Selon cette perspective, les résultats insatisfaisants des actions internationales ne sont donc pas uniquement attribuables à la disposition des élites à faire obstacle à la libéralisation, mais doivent être vus comme le produit d’un processus relationnel. En fait, les comportements politiques des élites nationales vus comme « antilibéraux » ou « révisionnistes » sont plus facilement compréhensibles s’ils sont situés à l’intérieur d’un tel cadre d’analyse. Ils répondraient donc à des stratégies rationnelles dans un contexte donné. Par conséquent, l’articulation des dynamiques locales et internationales formant le cadre politique de transformation d’après-conflit, le changement hésitant de politique d’intervention internationale à partir de 2005 a amené une réorganisation des stratégies locales. Les élites nationales ont alors cherché à réinvestir l’espace laissé libre par le relâchement de l’autorité extérieure, qui agissait comme garde-fou contre les idées les plus radicales et en tant que despote éclairé, se substituant à un processus intercommunautaire défaillant de prise de décisions. Les représentants bosno-serbes, en particulier, ont réévalué leurs stratégies selon les avantages relatifs tirés d’une collaboration à l’intervention internationale.

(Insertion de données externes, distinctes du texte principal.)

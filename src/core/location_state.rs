use crate::protocol::Location;

/// Reading head over the `#`-tokens of the current location.
///
/// Tab menus built while a view is constructed each take the next token in
/// turn; the depth they got it at is where they later write their selection.
#[derive(Debug, Clone, Default, PartialEq, Eq)]
pub struct LocationStateCursor {
    tokens: Vec<String>,
    cursor: usize,
}

impl LocationStateCursor {
    pub fn from_location(location: &Location) -> Self {
        Self {
            tokens: location.tokens.clone(),
            cursor: 0,
        }
    }

    pub fn tokens(&self) -> &[String] {
        &self.tokens
    }

    pub fn cursor(&self) -> usize {
        self.cursor
    }

    /// Token under the cursor and its depth; the cursor moves on only when a
    /// token was there.
    pub fn next_token(&mut self) -> (Option<String>, usize) {
        match self.tokens.get(self.cursor) {
            Some(token) => {
                let out = (Some(token.clone()), self.cursor);
                self.cursor += 1;
                out
            }
            None => (None, self.cursor),
        }
    }

    /// Keep the first `depth` tokens, append `token`, and continue reading
    /// right after it.
    pub fn resize_and_append(&mut self, depth: usize, token: &str) {
        if depth > self.tokens.len() {
            log::debug!(
                "location state shorter ({}) than tab depth {depth}",
                self.tokens.len()
            );
        }
        self.tokens.truncate(depth);
        self.tokens.push(token.to_string());
        self.cursor = self.tokens.len();
    }

    /// `location` carrying the current state tokens.
    pub fn location_with_state(&self, location: &Location) -> Location {
        location.with_tokens(self.tokens.clone())
    }

    /// Where `location` would point after `resize_and_append(depth, token)`,
    /// without changing anything.
    pub fn location_after_resize_and_append(
        &self,
        location: &Location,
        depth: usize,
        token: &str,
    ) -> Location {
        let mut tokens: Vec<String> = self.tokens.iter().take(depth).cloned().collect();
        tokens.push(token.to_string());
        location.with_tokens(tokens)
    }
}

Les prochaines pages vont retracer les processus causaux afin d’établir le lien entre les transformations des arrangements informels du cadre politique et le déroulement de la reconstruction politique. La démonstration est structurée en fonction des phases qu’a connues la reconstruction après conflit ; elle trace l’interaction entre le Conseil de mise en oeuvre de la paix, le hr et les élites locales afin d’évaluer l’incidence de leur interdépendance. Il sera ainsi possible de voir si cette dynamique peut expliquer l’alternance d’épisodes de conflit et de collaboration.

II – Les accords de Dayton : cadre initial de l’intervention

Les accords de paix de novembre 1995 ont mis fin à un conflit extrêmement brutal, sans pour autant résoudre les désaccords fondamentaux des parties sur l’organisation politique de l’État bosnien. La priorité était alors de cesser les carnages, tout en réservant la possibilité de reconstruire la souveraineté de la Bosnie-Herzégovine, sans pour autant prévoir de mécanismes d’intégration. La construction des structures militaires, politiques et économiques ne s’est donc pas amorcée à partir de 1995. En effet, Dayton sanctionnait la séparation intérieure des groupes, consacrée par le nettoyage ethnique, et maintenait les réseaux de soutien internationaux établis pendant la guerre, notamment par le biais de « relations spéciales » entre les entités, la Croatie et la Serbie, autorisées par l’annexe 4 (art. 2a). Les accords de Dayton sont en effet plutôt conservateurs quant au rôle de l’État central, tout en réservant les pouvoirs résiduels et les pouvoirs d’imposition aux entités fédérées[8]. Ils sanctionnent par ailleurs les structures informelles de pouvoir construites au cours de la guerre et consolidées grâce au nettoyage ethnique, ainsi qu’une répartition ethnoterritoriale du pouvoir, tout en maintenant l’intégrité des frontières de l’État reconnues au printemps 1992. L’État est divisé en deux entités fédérées qui sont dotées de leur propre constitution : la Republika Srpska (rs), qui obtint le droit de conserver son nom[9] et ses institutions tout en modifiant quelque peu ses frontières (49 % du territoire), et la Fédération de Bosnie-Herzégovine (51 % du territoire), constituée par les accords de Washington d’avril 1994[10] et elle-même décentralisée en dix cantons. La structure politique prévue par Dayton est ainsi grandement inspirée des principes de la démocratie consociative, théorie proposée par Arend Lijphart[11]. Elle accorde aux trois « peuples constituants » une très grande autonomie, consolidée par un droit de veto et une répartition ethnonationale des postes politiques.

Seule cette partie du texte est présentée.